Experten der Frankfurt School of Finance prognostizieren, dass präventive Technologien die durchschnittliche Schadenhöhe bis 2027 um 22 % senken können. Ein kleiner Aufwand für großen Schutz.

Muss ich als Mieter den Wasserschaden selbst bezahlen?

Nur wenn Sie fahrlässig gehandelt haben, z.B. indem Sie Rohre eingefroren lassen oder den Schaden nicht sofort melden. Im Normalfall deckt die Gebäudeversicherung des Vermieters die Reparaturkosten, und Ihre Hausratversicherung übernimmt Schäden an Ihren persönlichen Gegenständen.

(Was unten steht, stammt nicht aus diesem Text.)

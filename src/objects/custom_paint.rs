use std::fmt;
use std::rc::Rc;

use super::{dry_layout_proxy, layout_proxy, RenderBox};
use crate::error::Result;
use crate::geometry::Offset;
use crate::layout::{BoxConstraints, Size};
use crate::painting::{DrawingSurface, PaintingContext};
use crate::transform::Transform;
use crate::tree::{DirtyFlags, NodeId, Tree};

/// Draws straight onto the surface. The origin is the node's top-left
/// corner and `size` is its laid-out size.
pub trait Painter {
    fn paint(&self, surface: &mut dyn DrawingSurface, size: Size);
}

impl<F> Painter for F
where
    F: Fn(&mut dyn DrawingSurface, Size),
{
    fn paint(&self, surface: &mut dyn DrawingSurface, size: Size) {
        self(surface, size)
    }
}

/// Runs a background painter below its child and a foreground painter
/// above it.
pub struct CustomPaint {
    painter: Option<Rc<dyn Painter>>,
    foreground_painter: Option<Rc<dyn Painter>>,
    preferred_size: Size,
}

impl CustomPaint {
    pub fn new() -> Self {
        Self {
            painter: None,
            foreground_painter: None,
            preferred_size: Size::zero(),
        }
    }

    pub fn painter(mut self, painter: impl Painter + 'static) -> Self {
        self.painter = Some(Rc::new(painter));
        self
    }

    pub fn foreground_painter(mut self, painter: impl Painter + 'static) -> Self {
        self.foreground_painter = Some(Rc::new(painter));
        self
    }

    /// Size to ask for when there is no child.
    pub fn preferred_size(mut self, size: Size) -> Self {
        self.preferred_size = size;
        self
    }

    pub fn set_painter(&mut self, painter: Option<Rc<dyn Painter>>) -> DirtyFlags {
        self.painter = painter;
        DirtyFlags::NEEDS_PAINT
    }

    pub fn set_foreground_painter(&mut self, painter: Option<Rc<dyn Painter>>) -> DirtyFlags {
        self.foreground_painter = painter;
        DirtyFlags::NEEDS_PAINT
    }

    pub fn set_preferred_size(&mut self, size: Size) -> DirtyFlags {
        if size == self.preferred_size {
            return DirtyFlags::empty();
        }
        self.preferred_size = size;
        DirtyFlags::NEEDS_LAYOUT
    }

    fn run(painter: &dyn Painter, ctx: &mut PaintingContext<'_>, offset: Offset, size: Size) -> Result<()> {
        ctx.push_transform(Offset::ZERO, &Transform::translate_offset(offset), |ctx| {
            painter.paint(ctx.surface(), size);
            Ok(())
        })
    }
}

impl Default for CustomPaint {
    fn default() -> Self {
        Self::new()
    }
}

impl fmt::Debug for CustomPaint {
    fn fmt(&self, f: &mut fmt::Formatter<'_>) -> fmt::Result {
        f.debug_struct("CustomPaint")
            .field("painter", &self.painter.is_some())
            .field("foreground_painter", &self.foreground_painter.is_some())
            .field("preferred_size", &self.preferred_size)
            .finish()
    }
}

impl RenderBox for CustomPaint {
    fn perform_layout(&mut self, tree: &mut Tree, id: NodeId, constraints: BoxConstraints) -> Result<Size> {
        if tree.first_child(id)?.is_none() {
            return Ok(constraints.constrain(self.preferred_size));
        }
        layout_proxy(tree, id, constraints)
    }

    fn dry_layout(&self, tree: &Tree, id: NodeId, constraints: BoxConstraints) -> Result<Size> {
        if tree.first_child(id)?.is_none() {
            return Ok(constraints.constrain(self.preferred_size));
        }
        dry_layout_proxy(tree, id, constraints)
    }

    fn paint(&self, tree: &Tree, id: NodeId, ctx: &mut PaintingContext<'_>, offset: Offset) -> Result<()> {
        let size = tree.size(id)?;
        if let Some(painter) = &self.painter {
            Self::run(painter.as_ref(), ctx, offset, size)?;
        }
        tree.paint_children(id, ctx, offset)?;
        if let Some(painter) = &self.foreground_painter {
            Self::run(painter.as_ref(), ctx, offset, size)?;
        }
        Ok(())
    }
}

Wie lange darf ich die Miete mindern?

Sie können die Miete mindern, solange die Wohnung oder Teile davon unbenutzbar sind. Sobald die Reparatur abgeschlossen ist und Sie wieder uneingeschränkt nutzen können, endet die Minderung. Dokumentieren Sie den Zeitraum genau.

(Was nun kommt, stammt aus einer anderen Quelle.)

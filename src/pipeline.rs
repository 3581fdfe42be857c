//! The frame driver: image notifications, layout and paint, in that order.

use crate::error::{Error, Result};
use crate::events::PointerEvent;
use crate::geometry::Offset;
use crate::hit_test::HitTestResult;
use crate::image::{ImageLifecycle, ImageLoader};
use crate::layout::{BoxConstraints, Size};
use crate::painting::{DrawingSurface, PaintingContext};
use crate::stats::FrameStats;
use crate::tree::{NodeId, Tree};

/// Settings for a [`RenderPipeline`].
#[derive(Debug, Clone, PartialEq)]
pub struct RenderConfig {
    /// The root is laid out with constraints tight to this size.
    pub viewport: Size,
    /// Stroke every painted node's bounds.
    pub debug_paint: bool,
    /// Paint a stripe along the edge of overflowing flex containers.
    pub paint_overflow_indicator: bool,
    /// Run image providers on worker threads instead of inline.
    pub background_image_loading: bool,
}

impl Default for RenderConfig {
    fn default() -> Self {
        Self {
            viewport: Size::new(800.0, 600.0),
            debug_paint: false,
            paint_overflow_indicator: false,
            background_image_loading: false,
        }
    }
}

impl RenderConfig {
    pub fn new() -> Self {
        Self::default()
    }

    pub fn viewport(mut self, width: f32, height: f32) -> Self {
        self.viewport = Size::new(width, height);
        self
    }

    pub fn debug_paint(mut self, enabled: bool) -> Self {
        self.debug_paint = enabled;
        self
    }

    pub fn paint_overflow_indicator(mut self, enabled: bool) -> Self {
        self.paint_overflow_indicator = enabled;
        self
    }

    pub fn background_image_loading(mut self, enabled: bool) -> Self {
        self.background_image_loading = enabled;
        self
    }
}

fn check_viewport(viewport: Size) -> Result<()> {
    if viewport.is_finite() && viewport.width >= 0.0 && viewport.height >= 0.0 {
        Ok(())
    } else {
        Err(Error::InvalidArgument(format!(
            "viewport must be finite and non-negative, got {viewport:?}"
        )))
    }
}

/// Owns the render tree and drives it through frames.
pub struct RenderPipeline {
    config: RenderConfig,
    tree: Tree,
    images: ImageLoader,
    lifecycle: Option<Box<dyn ImageLifecycle>>,
    frame: u64,
}

impl RenderPipeline {
    pub fn new(config: RenderConfig) -> Self {
        let images = ImageLoader::new(config.background_image_loading);
        Self {
            config,
            tree: Tree::new(),
            images,
            lifecycle: None,
            frame: 0,
        }
    }

    pub fn config(&self) -> &RenderConfig {
        &self.config
    }

    pub fn tree(&self) -> &Tree {
        &self.tree
    }

    pub fn tree_mut(&mut self) -> &mut Tree {
        &mut self.tree
    }

    pub fn root(&self) -> Option<NodeId> {
        self.tree.root()
    }

    /// Attach `id` as the root; it is laid out on the next flush.
    pub fn set_root(&mut self, id: NodeId) -> Result<()> {
        self.tree.set_root(id)
    }

    pub fn set_viewport(&mut self, viewport: Size) -> Result<()> {
        check_viewport(viewport)?;
        if viewport == self.config.viewport {
            return Ok(());
        }
        self.config.viewport = viewport;
        if let Some(root) = self.tree.root() {
            self.tree.mark_needs_layout(root);
        }
        Ok(())
    }

    pub fn set_image_lifecycle(&mut self, lifecycle: impl ImageLifecycle + 'static) {
        self.lifecycle = Some(Box::new(lifecycle));
    }

    /// Frames drawn so far.
    pub fn frame(&self) -> u64 {
        self.frame
    }

    pub fn images(&self) -> &ImageLoader {
        &self.images
    }

    fn root_constraints(&self) -> BoxConstraints {
        BoxConstraints::tight(self.config.viewport)
    }

    /// Apply every queued image notification. Returns how many reached a
    /// live node.
    pub fn flush_images(&mut self) -> usize {
        let mut applied = 0;
        for notification in self.images.drain() {
            if let Some(lifecycle) = self.lifecycle.as_mut() {
                lifecycle.on_event(notification.ticket, &notification.event);
            }
            if self.tree.deliver_image_event(notification.ticket, notification.event) {
                applied += 1;
            }
        }
        applied
    }

    /// Lay out every dirty relayout boundary, then start the image loads
    /// that layout asked for.
    pub fn flush_layout(&mut self) -> Result<()> {
        let constraints = self.root_constraints();
        let result = self.tree.flush_layout(constraints);
        if let Err(error) = &result {
            log::error!("layout failed: {error}");
        }
        for request in self.tree.take_image_requests() {
            self.images.submit(request);
        }
        result
    }

    /// Paint the tree onto `surface` if anything in it needs paint.
    /// Returns whether a paint pass ran.
    pub fn flush_paint(&mut self, surface: &mut dyn DrawingSurface) -> Result<bool> {
        let root = self.tree.root().ok_or(Error::NoRoot)?;
        if !self.tree.needs_paint(root) {
            return Ok(false);
        }

        let mut ctx = PaintingContext::new(surface)
            .debug_paint(self.config.debug_paint)
            .paint_overflow_indicator(self.config.paint_overflow_indicator);
        self.tree.paint_node(root, &mut ctx, Offset::ZERO)?;
        let painted = ctx.take_painted();
        drop(ctx);

        self.tree.complete_paint(&painted);
        Ok(true)
    }

    /// Run one frame: pending image notifications, then layout, then paint.
    pub fn draw_frame(&mut self, surface: &mut dyn DrawingSurface) -> Result<FrameStats> {
        self.frame += 1;
        self.tree.take_stats();
        log::debug!("frame {} start", self.frame);

        self.flush_images();
        self.flush_layout()?;
        self.flush_paint(surface)?;

        let stats = self.tree.stats();
        log::debug!(
            "frame {} done: {} layouts ({} skipped), {} nodes painted",
            self.frame,
            stats.layouts_executed,
            stats.layouts_skipped,
            stats.nodes_painted
        );
        Ok(stats)
    }

    /// Hit test at `position` in root coordinates.
    pub fn hit_test(&self, position: Offset) -> Result<HitTestResult> {
        let root = self.tree.root().ok_or(Error::NoRoot)?;
        let mut result = HitTestResult::new();
        self.tree.hit_test(root, &mut result, position)?;
        Ok(result)
    }

    /// Hit test the event's position and hand the event to every hit node,
    /// innermost first, at the node's local position. Returns how many
    /// nodes handled it.
    pub fn dispatch_pointer_event(&mut self, event: PointerEvent) -> Result<usize> {
        let result = self.hit_test(event.position)?;
        let mut handled = 0;
        for entry in result.iter() {
            if self.tree.dispatch_to(entry.node, &event.at(entry.local_position))? {
                handled += 1;
            }
        }
        Ok(handled)
    }

    /// Block until every background image load has finished. Their
    /// notifications are applied on the next frame.
    pub fn wait_for_images(&mut self) {
        self.images.wait_idle();
    }
}

impl Default for RenderPipeline {
    fn default() -> Self {
        Self::new(RenderConfig::default())
    }
}

impl std::fmt::Debug for RenderPipeline {
    fn fmt(&self, f: &mut std::fmt::Formatter<'_>) -> std::fmt::Result {
        f.debug_struct("RenderPipeline")
            .field("config", &self.config)
            .field("root", &self.tree.root())
            .field("frame", &self.frame)
            .finish()
    }
}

Was mache ich, wenn die Versicherung ablehnt?

Fordern Sie eine schriftliche Begründung. Häufige Gründe sind verspätete Meldung oder fehlende Dokumentation. Konsultieren Sie im Zweifel einen Rechtsanwalt für Versicherungsrecht oder wenden Sie sich an Ihre Verbraucherschutzorganisation.

Kann ich selbst trocknen oder brauche ich einen Profi?

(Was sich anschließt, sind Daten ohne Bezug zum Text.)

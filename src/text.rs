//! Text styles and the measurement contract paragraphs lay out with.

use std::ops::Range;

use cosmic_text::{Attrs, Buffer, Family, FontSystem, Metrics, Shaping, Weight};

use crate::geometry::Rect;
use crate::layout::Size;
use crate::painting::Color;

/// Font family to shape with.
#[derive(Debug, Clone, PartialEq, Eq, Hash, Default)]
pub enum FontFamily {
    #[default]
    SansSerif,
    Serif,
    Monospace,
    Cursive,
    Fantasy,
    /// Custom font by name
    Name(String),
}

impl FontFamily {
    pub fn to_cosmic(&self) -> Family<'_> {
        match self {
            FontFamily::SansSerif => Family::SansSerif,
            FontFamily::Serif => Family::Serif,
            FontFamily::Monospace => Family::Monospace,
            FontFamily::Cursive => Family::Cursive,
            FontFamily::Fantasy => Family::Fantasy,
            FontFamily::Name(name) => Family::Name(name),
        }
    }
}

/// Font weight on a 100-900 scale, matching CSS font-weight values.
#[derive(Debug, Clone, Copy, PartialEq, Eq, Hash)]
pub struct FontWeight(pub u16);

impl FontWeight {
    pub const THIN: Self = Self(100);
    pub const LIGHT: Self = Self(300);
    pub const NORMAL: Self = Self(400);
    pub const MEDIUM: Self = Self(500);
    pub const SEMI_BOLD: Self = Self(600);
    pub const BOLD: Self = Self(700);
    pub const BLACK: Self = Self(900);

    pub fn to_cosmic(self) -> Weight {
        Weight(self.0)
    }
}

impl Default for FontWeight {
    fn default() -> Self {
        Self::NORMAL
    }
}

#[derive(Debug, Clone, PartialEq)]
pub struct TextStyle {
    pub font_size: f32,
    /// Line height as a multiple of the font size
    pub line_height: f32,
    pub color: Color,
    pub family: FontFamily,
    pub weight: FontWeight,
}

impl TextStyle {
    pub fn new(font_size: f32) -> Self {
        Self {
            font_size,
            ..Self::default()
        }
    }

    pub fn color(mut self, color: Color) -> Self {
        self.color = color;
        self
    }

    pub fn family(mut self, family: FontFamily) -> Self {
        self.family = family;
        self
    }

    pub fn weight(mut self, weight: FontWeight) -> Self {
        self.weight = weight;
        self
    }

    pub fn line_height(mut self, line_height: f32) -> Self {
        self.line_height = line_height;
        self
    }

    /// Height of one line in logical pixels.
    pub fn line_extent(&self) -> f32 {
        self.font_size * self.line_height
    }
}

impl Default for TextStyle {
    fn default() -> Self {
        Self {
            font_size: 14.0,
            line_height: 1.2,
            color: Color::BLACK,
            family: FontFamily::default(),
            weight: FontWeight::default(),
        }
    }
}

/// Measures styled text for layout.
///
/// Ranges are byte ranges into `text`.
pub trait TextMeasurer {
    /// Size of `text` laid out between `min_width` and `max_width`
    /// (which may be infinite).
    fn measure(&mut self, text: &str, style: &TextStyle, min_width: f32, max_width: f32) -> Size;

    /// One rect per line covered by `range`, relative to the text origin.
    fn boxes_for_range(
        &mut self,
        text: &str,
        style: &TextStyle,
        max_width: f32,
        range: Range<usize>,
    ) -> Vec<Rect>;
}

fn clamp_width(width: f32, min_width: f32, max_width: f32) -> f32 {
    let width = width.max(min_width);
    if max_width.is_finite() {
        width.min(max_width)
    } else {
        width
    }
}

/// Text measurement with cosmic-text shaping and the system fonts.
pub struct CosmicTextMeasurer {
    font_system: FontSystem,
}

impl CosmicTextMeasurer {
    pub fn new() -> Self {
        Self {
            font_system: FontSystem::new(),
        }
    }

    fn shape(&mut self, text: &str, style: &TextStyle, max_width: f32) -> Buffer {
        let metrics = Metrics::new(style.font_size, style.line_extent());
        let mut buffer = Buffer::new(&mut self.font_system, metrics);

        let width = max_width.is_finite().then_some(max_width);
        buffer.set_size(&mut self.font_system, width, None);
        buffer.set_text(
            &mut self.font_system,
            text,
            &Attrs::new()
                .family(style.family.to_cosmic())
                .weight(style.weight.to_cosmic()),
            Shaping::Advanced,
            None,
        );
        buffer.shape_until_scroll(&mut self.font_system, true);
        buffer
    }
}

impl Default for CosmicTextMeasurer {
    fn default() -> Self {
        Self::new()
    }
}

impl TextMeasurer for CosmicTextMeasurer {
    fn measure(&mut self, text: &str, style: &TextStyle, min_width: f32, max_width: f32) -> Size {
        let buffer = self.shape(text, style, max_width);

        let mut width = 0.0f32;
        let mut height = 0.0f32;
        for run in buffer.layout_runs() {
            width = width.max(run.line_w);
            height += run.line_height;
        }

        // Empty text still occupies one line
        if height == 0.0 {
            height = style.line_extent();
        }

        Size::new(clamp_width(width, min_width, max_width), height)
    }

    fn boxes_for_range(
        &mut self,
        text: &str,
        style: &TextStyle,
        max_width: f32,
        range: Range<usize>,
    ) -> Vec<Rect> {
        let buffer = self.shape(text, style, max_width);

        let mut boxes = Vec::new();
        for run in buffer.layout_runs() {
            let mut left = f32::INFINITY;
            let mut right = f32::NEG_INFINITY;
            for glyph in run.glyphs.iter() {
                if glyph.start < range.end && glyph.end > range.start {
                    left = left.min(glyph.x);
                    right = right.max(glyph.x + glyph.w);
                }
            }
            if left <= right {
                boxes.push(Rect::new(left, run.line_top, right - left, run.line_height));
            }
        }
        boxes
    }
}

/// Deterministic measurer: every character advances by
/// `font_size * advance`, lines wrap greedily at spaces.
#[derive(Debug, Clone, Copy)]
pub struct MonospaceMeasurer {
    pub advance: f32,
}

impl MonospaceMeasurer {
    pub fn new() -> Self {
        Self { advance: 0.6 }
    }

    pub fn with_advance(advance: f32) -> Self {
        Self { advance }
    }

    fn char_width(&self, style: &TextStyle) -> f32 {
        style.font_size * self.advance
    }

    /// Byte ranges of the laid-out lines.
    fn lines(&self, text: &str, style: &TextStyle, max_width: f32) -> Vec<Range<usize>> {
        let char_width = self.char_width(style);
        let columns = if max_width.is_finite() && char_width > 0.0 {
            Some(((max_width / char_width).floor() as usize).max(1))
        } else {
            None
        };

        let mut lines = Vec::new();
        let mut base = 0;
        for paragraph in text.split('\n') {
            wrap_paragraph(paragraph, base, columns, &mut lines);
            base += paragraph.len() + 1;
        }
        lines
    }
}

impl Default for MonospaceMeasurer {
    fn default() -> Self {
        Self::new()
    }
}

fn wrap_paragraph(paragraph: &str, base: usize, columns: Option<usize>, lines: &mut Vec<Range<usize>>) {
    let Some(columns) = columns else {
        lines.push(base..base + paragraph.len());
        return;
    };

    // (start, end, chars) of the line being filled
    let mut line: Option<(usize, usize, usize)> = None;
    let mut pos = base;

    for word in paragraph.split(' ') {
        let start = pos;
        let end = start + word.len();
        pos = end + 1;
        let chars = word.chars().count();

        if let Some((line_start, line_end, line_chars)) = line {
            if line_chars + 1 + chars <= columns {
                line = Some((line_start, end, line_chars + 1 + chars));
                continue;
            }
            lines.push(line_start..line_end);
        }

        // Words wider than a line are broken at the column limit
        let starts: Vec<usize> = word.char_indices().map(|(i, _)| start + i).collect();
        let mut chunk_start = start;
        let mut consumed = 0;
        while chars - consumed > columns {
            let chunk_end = starts[consumed + columns];
            lines.push(chunk_start..chunk_end);
            chunk_start = chunk_end;
            consumed += columns;
        }
        line = Some((chunk_start, end, chars - consumed));
    }

    if let Some((line_start, line_end, _)) = line {
        lines.push(line_start..line_end);
    }
}

impl TextMeasurer for MonospaceMeasurer {
    fn measure(&mut self, text: &str, style: &TextStyle, min_width: f32, max_width: f32) -> Size {
        let char_width = self.char_width(style);
        let lines = self.lines(text, style, max_width);

        let width = lines
            .iter()
            .map(|range| text[range.clone()].chars().count() as f32 * char_width)
            .fold(0.0f32, f32::max);
        let height = lines.len().max(1) as f32 * style.line_extent();

        Size::new(clamp_width(width, min_width, max_width), height)
    }

    fn boxes_for_range(
        &mut self,
        text: &str,
        style: &TextStyle,
        max_width: f32,
        range: Range<usize>,
    ) -> Vec<Rect> {
        let char_width = self.char_width(style);
        let line_height = style.line_extent();

        self.lines(text, style, max_width)
            .into_iter()
            .enumerate()
            .filter_map(|(index, line)| {
                let start = line.start.max(range.start);
                let end = line.end.min(range.end);
                if start >= end {
                    return None;
                }
                let column = text.get(line.start..start)?.chars().count() as f32;
                let count = text.get(start..end)?.chars().count() as f32;
                Some(Rect::new(
                    column * char_width,
                    index as f32 * line_height,
                    count * char_width,
                    line_height,
                ))
            })
            .collect()
    }
}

Bei kleinen Spritzern reicht Lüften und Wischen. Bei größeren Flüssen (>5 m²) oder wenn Wasser in Wände gezogen ist, holen Sie unbedingt einen Fachbetrieb. Nur professionelle Geräte können die Feuchtigkeit tief genug entfernen, um Schimmel vorzubeugen.

Deckt die Versicherung auch Schimmelschäden?

Ja, aber nur wenn der Schimmel direkte Folge des versicherten Wasserschadens ist und Sie alle Sorgfaltspflichten (Sofortmeldung, fachgerechte Trocknung) erfüllt haben. Langfristige Schimmelbildung durch mangelnde Lüftung wird meist nicht übernommen.